Summary and Contributions: Proposes a new model for few-shot out-of-graph link prediction. Experiments on two tasks are conducted to show effectiveness of the proposed model.

Strengths: The problem is important and interesting. The technical quality is overall good. The presentation is good.

Weaknesses: The novelty is incremental and the experiments should be improved.

Correctness: The method design is reasonable.
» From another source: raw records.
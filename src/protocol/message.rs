//! JSON-RPC request, response and notification envelopes.

use super::{DecodeError, RpcError};
use serde::de::{self, Deserializer};
use serde::ser::Serializer;
use serde::{Deserialize, Serialize};
use serde_json::{Map, Number, Value};
use std::fmt;

/// Method namespace whose messages are accepted without an `id`.
const NOTIFICATION_PREFIX: &str = "notifications/";

/// The literal `"2.0"` carried by every envelope.
#[derive(Debug, Clone, Copy, Default, PartialEq, Eq, Hash)]
pub struct JsonRpcVersion;

impl JsonRpcVersion {
    /// Wire representation.
    pub const VALUE: &'static str = "2.0";
}

impl Serialize for JsonRpcVersion {
    fn serialize<S: Serializer>(&self, serializer: S) -> Result<S::Ok, S::Error> {
        serializer.serialize_str(Self::VALUE)
    }
}

impl<'de> Deserialize<'de> for JsonRpcVersion {
    fn deserialize<D: Deserializer<'de>>(deserializer: D) -> Result<Self, D::Error> {
        let value = String::deserialize(deserializer)?;
        if value == Self::VALUE {
            Ok(Self)
        } else {
            Err(de::Error::custom(format!(
                "unsupported jsonrpc version '{value}'"
            )))
        }
    }
}

/// Request identifier correlating a request with its response.
#[derive(Debug, Clone, PartialEq, Eq, Hash, Serialize, Deserialize)]
#[serde(untagged)]
pub enum RequestId {
    /// Numeric identifier, echoed back exactly as received.
    Number(Number),
    /// String identifier.
    String(String),
}

impl fmt::Display for RequestId {
    fn fmt(&self, formatter: &mut fmt::Formatter<'_>) -> fmt::Result {
        match self {
            Self::Number(value) => write!(formatter, "{value}"),
            Self::String(value) => formatter.write_str(value),
        }
    }
}

impl From<i64> for RequestId {
    fn from(value: i64) -> Self {
        Self::Number(value.into())
    }
}

impl From<&str> for RequestId {
    fn from(value: &str) -> Self {
        Self::String(value.to_owned())
    }
}

/// A request expecting exactly one response.
#[derive(Debug, Clone, PartialEq, Serialize, Deserialize)]
pub struct JsonRpcRequest {
    jsonrpc: JsonRpcVersion,
    /// Correlation id.
    pub id: RequestId,
    /// Protocol method name.
    pub method: String,
    /// Method parameters, `null` when omitted.
    #[serde(default)]
    pub params: Value,
}

impl JsonRpcRequest {
    /// Creates a request envelope.
    #[must_use]
    pub fn new(id: impl Into<RequestId>, method: impl Into<String>, params: Value) -> Self {
        Self {
            jsonrpc: JsonRpcVersion,
            id: id.into(),
            method: method.into(),
            params,
        }
    }
}

/// A one-way message that never receives a response.
#[derive(Debug, Clone, PartialEq, Serialize, Deserialize)]
pub struct JsonRpcNotification {
    jsonrpc: JsonRpcVersion,
    /// Notification method name.
    pub method: String,
    /// Notification parameters.
    #[serde(default)]
    pub params: Value,
}

impl JsonRpcNotification {
    /// Creates a notification envelope.
    #[must_use]
    pub fn new(method: impl Into<String>, params: Value) -> Self {
        Self {
            jsonrpc: JsonRpcVersion,
            method: method.into(),
            params,
        }
    }
}

/// A successful response.
#[derive(Debug, Clone, PartialEq, Serialize, Deserialize)]
pub struct JsonRpcResponse {
    jsonrpc: JsonRpcVersion,
    /// Id of the request being answered.
    pub id: RequestId,
    /// Method result.
    pub result: Value,
}

impl JsonRpcResponse {
    /// Creates a success envelope.
    #[must_use]
    pub const fn new(id: RequestId, result: Value) -> Self {
        Self {
            jsonrpc: JsonRpcVersion,
            id,
            result,
        }
    }
}

/// An error response. `id` is `null` when the request could not be
/// correlated.
#[derive(Debug, Clone, PartialEq, Serialize, Deserialize)]
pub struct JsonRpcErrorResponse {
    jsonrpc: JsonRpcVersion,
    /// Id of the failed request, if known.
    pub id: Option<RequestId>,
    /// Error detail.
    pub error: RpcError,
}

impl JsonRpcErrorResponse {
    /// Creates an error envelope.
    #[must_use]
    pub const fn new(id: Option<RequestId>, error: RpcError) -> Self {
        Self {
            jsonrpc: JsonRpcVersion,
            id,
            error,
        }
    }
}

/// Outbound protocol message.
#[derive(Debug, Clone, PartialEq, Serialize, Deserialize)]
#[serde(untagged)]
pub enum ProtocolMessage {
    /// Server-initiated request.
    Request(JsonRpcRequest),
    /// Successful reply.
    Response(JsonRpcResponse),
    /// Error reply.
    ErrorResponse(JsonRpcErrorResponse),
}

impl ProtocolMessage {
    /// Returns the correlation id, if the message carries one.
    #[must_use]
    pub const fn id(&self) -> Option<&RequestId> {
        match self {
            Self::Request(request) => Some(&request.id),
            Self::Response(response) => Some(&response.id),
            Self::ErrorResponse(response) => response.id.as_ref(),
        }
    }

    /// Returns `true` for error responses.
    #[must_use]
    pub const fn is_error(&self) -> bool {
        matches!(self, Self::ErrorResponse(_))
    }

    /// Encodes the message as compact single-line JSON.
    ///
    /// # Errors
    ///
    /// Returns the serializer error when a payload value cannot be encoded.
    pub fn to_json_line(&self) -> Result<String, serde_json::Error> {
        serde_json::to_string(self)
    }
}

impl From<JsonRpcResponse> for ProtocolMessage {
    fn from(value: JsonRpcResponse) -> Self {
        Self::Response(value)
    }
}

impl From<JsonRpcErrorResponse> for ProtocolMessage {
    fn from(value: JsonRpcErrorResponse) -> Self {
        Self::ErrorResponse(value)
    }
}

/// A decoded inbound message.
#[derive(Debug, Clone, PartialEq)]
pub enum InboundMessage {
    /// Request requiring a response.
    Request(JsonRpcRequest),
    /// Notification requiring no response.
    Notification(JsonRpcNotification),
}

impl InboundMessage {
    /// Returns the method name.
    #[must_use]
    pub fn method(&self) -> &str {
        match self {
            Self::Request(request) => &request.method,
            Self::Notification(notification) => &notification.method,
        }
    }

    /// Returns `true` when this is an `initialize` request.
    #[must_use]
    pub fn is_initialize(&self) -> bool {
        matches!(self, Self::Request(request) if request.method == "initialize")
    }
}

/// Decodes one inbound JSON-RPC message.
///
/// A message without `id` is accepted only in the `notifications/` method
/// namespace; batches are not supported.
///
/// # Errors
///
/// Returns [`DecodeError::Parse`] for malformed JSON and
/// [`DecodeError::InvalidRequest`] for JSON that is not a valid request.
pub fn decode_message(raw: &[u8]) -> Result<InboundMessage, DecodeError> {
    let value: Value =
        serde_json::from_slice(raw).map_err(|err| DecodeError::Parse(err.to_string()))?;

    let object = match value {
        Value::Object(object) => object,
        Value::Array(_) => return Err(invalid(None, "batching not supported")),
        _ => return Err(invalid(None, "request must be a JSON object")),
    };

    let id = recover_id(&object);
    if object.get("jsonrpc").and_then(Value::as_str) != Some(JsonRpcVersion::VALUE) {
        return Err(invalid(id, "jsonrpc must be \"2.0\""));
    }

    let Some(method) = object.get("method").and_then(Value::as_str) else {
        return Err(invalid(id, "method must be a string"));
    };

    if !object.contains_key("id") {
        if method.starts_with(NOTIFICATION_PREFIX) {
            return serde_json::from_value(Value::Object(object))
                .map(InboundMessage::Notification)
                .map_err(|err| invalid(None, err.to_string()));
        }
        return Err(invalid(None, format!("request '{method}' is missing an id")));
    }

    if id.is_none() {
        return Err(invalid(None, "id must be a number or a string"));
    }

    serde_json::from_value(Value::Object(object))
        .map(InboundMessage::Request)
        .map_err(|err| invalid(id, err.to_string()))
}

fn recover_id(object: &Map<String, Value>) -> Option<RequestId> {
    match object.get("id")? {
        Value::Number(number) => Some(RequestId::Number(number.clone())),
        Value::String(value) => Some(RequestId::String(value.clone())),
        _ => None,
    }
}

fn invalid(id: Option<RequestId>, detail: impl Into<String>) -> DecodeError {
    DecodeError::InvalidRequest {
        id,
        detail: detail.into(),
    }
}
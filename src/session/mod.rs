//! Session management for the tool server.
//!
//! Every conversation with a client happens inside a session. The duplex
//! transport owns one implicit session for the life of its input stream;
//! the HTTP transport creates one per successful `initialize` and hands the
//! id back in the `mcp-session-id` header.
//!
//! - Domain types in [`domain`]
//! - The shared [`services::SessionRegistry`] in [`services`]

pub mod domain;
pub mod services;
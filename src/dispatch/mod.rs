//! JSON-RPC method dispatch.
//!
//! The [`Dispatcher`] turns one decoded request into exactly one result or
//! typed error. Envelope framing and delivery stay with the transports.

mod dispatcher;
mod error;

pub use dispatcher::Dispatcher;
pub use error::{DispatchError, DispatchResult};
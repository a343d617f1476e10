//! Lifecycle announcements and shutdown.

use crate::in_memory::helpers::{numbered_response, registry};
use rstest::rstest;
use tokio::sync::broadcast::error::TryRecvError;
use waypoint::session::domain::{SessionError, SessionLifecycleEvent, TransportBinding};
use waypoint::session::services::SessionRegistry;

#[rstest]
fn lifecycle_events_follow_creation_and_closure(
    registry: SessionRegistry,
) -> Result<(), SessionError> {
    let mut lifecycle = registry.subscribe_lifecycle();

    let id = registry.create_session(TransportBinding::HttpStream)?.id();
    registry.close(id)?;

    assert_eq!(lifecycle.try_recv().ok(), Some(SessionLifecycleEvent::Created(id)));
    assert_eq!(lifecycle.try_recv().ok(), Some(SessionLifecycleEvent::Closed(id)));
    assert!(matches!(lifecycle.try_recv(), Err(TryRecvError::Empty)));
    Ok(())
}

#[rstest]
fn close_all_ends_every_live_feed(registry: SessionRegistry) -> Result<(), SessionError> {
    let first = registry.create_session(TransportBinding::HttpStream)?.id();
    let second = registry.create_session(TransportBinding::Duplex)?.id();
    let mut first_feed = registry.subscribe_events(first)?;
    let mut second_feed = registry.subscribe_events(second)?;
    registry.record(first, numbered_response(1))?;

    assert_eq!(registry.close_all(), 2);

    assert!(registry.is_empty());
    assert!(first_feed.try_recv().is_ok());
    assert!(matches!(first_feed.try_recv(), Err(TryRecvError::Closed)));
    assert!(matches!(second_feed.try_recv(), Err(TryRecvError::Closed)));
    Ok(())
}
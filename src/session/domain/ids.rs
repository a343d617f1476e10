//! Session identifier newtype.

use serde::{Deserialize, Serialize};
use std::fmt;
use std::str::FromStr;
use uuid::Uuid;

/// Opaque, unpredictable session identifier.
///
/// # Examples
///
/// ```
/// use waypoint::session::domain::SessionId;
///
/// let id = SessionId::new();
/// let parsed: SessionId = id.to_string().parse().expect("round trip");
/// assert_eq!(parsed, id);
/// ```
#[derive(Debug, Clone, Copy, PartialEq, Eq, Hash, Serialize, Deserialize)]
#[serde(transparent)]
pub struct SessionId(Uuid);

impl SessionId {
    /// Creates a new random session identifier from the OS RNG.
    #[must_use]
    pub fn new() -> Self {
        Self(Uuid::new_v4())
    }

    /// Creates a session identifier from an existing UUID.
    #[must_use]
    pub const fn from_uuid(uuid: Uuid) -> Self {
        Self(uuid)
    }

    /// Returns the inner UUID value.
    #[must_use]
    pub const fn into_inner(self) -> Uuid {
        self.0
    }
}

impl Default for SessionId {
    fn default() -> Self {
        Self::new()
    }
}

impl AsRef<Uuid> for SessionId {
    fn as_ref(&self) -> &Uuid {
        &self.0
    }
}

impl fmt::Display for SessionId {
    fn fmt(&self, f: &mut fmt::Formatter<'_>) -> fmt::Result {
        write!(f, "{}", self.0)
    }
}

impl FromStr for SessionId {
    type Err = uuid::Error;

    fn from_str(value: &str) -> Result<Self, Self::Err> {
        Uuid::parse_str(value.trim()).map(Self)
    }
}
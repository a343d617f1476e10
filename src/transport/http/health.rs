//! Liveness probe.

use super::HttpState;
use axum::Json;
use axum::extract::State;
use serde::Serialize;

/// Body of `GET /health`.
#[derive(Debug, Clone, PartialEq, Eq, Serialize)]
pub struct HealthReport {
    /// Always `"ok"` while the server accepts requests.
    pub status: &'static str,
    /// Service name of the loaded catalog.
    pub service: String,
    /// Transport serving the probe.
    pub transport: &'static str,
}

pub(super) async fn health(State(state): State<HttpState>) -> Json<HealthReport> {
    Json(HealthReport {
        status: "ok",
        service: state.service_name.as_ref().to_owned(),
        transport: "http",
    })
}
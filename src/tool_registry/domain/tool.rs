//! Tool descriptor value object.

use super::{InputSchema, ToolName, ToolRegistryDomainError};
use crate::tool_registry::ports::ToolHandler;
use serde::Serialize;
use serde_json::Value;
use std::fmt;
use std::sync::Arc;

/// A registered tool: its public metadata plus the handler that serves it.
#[derive(Clone)]
pub struct ToolDescriptor {
    name: ToolName,
    description: String,
    input_schema: InputSchema,
    handler: Arc<dyn ToolHandler>,
}

impl ToolDescriptor {
    /// Creates a descriptor.
    ///
    /// # Errors
    ///
    /// Returns [`ToolRegistryDomainError`] when the name is invalid or the
    /// description is empty.
    pub fn new(
        name: impl Into<String>,
        description: impl Into<String>,
        input_schema: InputSchema,
        handler: Arc<dyn ToolHandler>,
    ) -> Result<Self, ToolRegistryDomainError> {
        let tool_name = ToolName::new(name)?;

        let normalized_description = description.into().trim().to_owned();
        if normalized_description.is_empty() {
            return Err(ToolRegistryDomainError::EmptyToolDescription);
        }

        Ok(Self {
            name: tool_name,
            description: normalized_description,
            input_schema,
            handler,
        })
    }

    /// Returns the tool name.
    #[must_use]
    pub const fn name(&self) -> &ToolName {
        &self.name
    }

    /// Returns the tool description.
    #[must_use]
    pub fn description(&self) -> &str {
        &self.description
    }

    /// Returns the input schema.
    #[must_use]
    pub const fn input_schema(&self) -> &InputSchema {
        &self.input_schema
    }

    /// Returns a shared handle to the handler.
    #[must_use]
    pub fn handler(&self) -> Arc<dyn ToolHandler> {
        Arc::clone(&self.handler)
    }

    /// Returns the metadata advertised through `tools/list`.
    #[must_use]
    pub fn metadata(&self) -> ToolMetadata {
        ToolMetadata {
            name: self.name.as_str().to_owned(),
            description: self.description.clone(),
            input_schema: self.input_schema.to_json(),
        }
    }
}

impl fmt::Debug for ToolDescriptor {
    fn fmt(&self, formatter: &mut fmt::Formatter<'_>) -> fmt::Result {
        formatter
            .debug_struct("ToolDescriptor")
            .field("name", &self.name)
            .field("description", &self.description)
            .field("input_schema", &self.input_schema)
            .finish_non_exhaustive()
    }
}

/// Public view of a tool as listed by `tools/list`.
#[derive(Debug, Clone, PartialEq, Eq, Serialize)]
#[serde(rename_all = "camelCase")]
pub struct ToolMetadata {
    /// Tool name.
    pub name: String,
    /// Human-readable description.
    pub description: String,
    /// JSON-Schema for the tool arguments.
    pub input_schema: Value,
}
Clarity: Well written paper.

Relation to Prior Work: More related work should be compared and discussed.

Reproducibility: Yes

Additional Feedback: Detailed review -------------------- The manuscript proposes GEN, a graph extrapolation network for few-shot out-of-graph link prediction. GEN considers both relations between seen/unseen nodes and unseen/unseen nodes to learn embeddings, which is further optimized through VAE. Experiments on two different tasks (i.e., knowledge graph completion and drug-drug interaction) demonstrate that GEN outperforms some baseline methods in few-shot link prediction task. Pros 1. The problem is relatively new and important. It is meaningful to study few-shot link prediction problem in graphs. 2. The presentation is overall good. The content is clear for me. 3. A new model for few-shot link prediction is proposed. Two different tasks of different settings are conducted. Cons/Questions 1 The novelty of GEN is incremental. Using aggregators of both seen and unseen neighbors to learn node embeddings is not surprising. The main contribution lies in considering relations among unseen nodes. VAE for optimization is borrowed from previous work. No much novelty could be found. 2 Experiments should be improved. Baseline methods are relatively weak, it is better to compare and discuss more recent work for knowledge graph few-shot link prediction such as: Meta Relational Learning for Few-Shot Link Prediction in Knowledge Graphs, EMNLP 2019 Neural Snowball for Few-Shot Relation Learning, AAAI 2020 Few-Shot Knowledge Graph Completion, AAAI 2020 In addition, I think the datasets using in this work are relatively small (especially for drug-drug interactions with hundreds of nodes). It would be better if larger datasets could be used for evaluation. To summarize, the novelty of this work is incremental and the experiments could be improved. -------------------- After rebuttal -------------------- Add results of new baseline methods (MetaR and FSRL) in new version.

Review 2

Summary and Contributions: This paper presents a meta-learning framework for few-shot out-of-graph link prediction that tackles both inductive setting (learning links between a seen and an unseen entity) and transductive setting (learning links between two unseen entities). Their framework employs two GNNs: one to learn embeddings of unseen entities given a few examples, and one that has an additional stochastic layer on top integrate possible unseen-to-unseen relation links into the embeddings. They test their framework on two knowledge graph completion and two drug-to-drug interaction datasets, and demonstrate that their method does well in seen-to-unseen and unseen-to-unseen cases it aims to tackle.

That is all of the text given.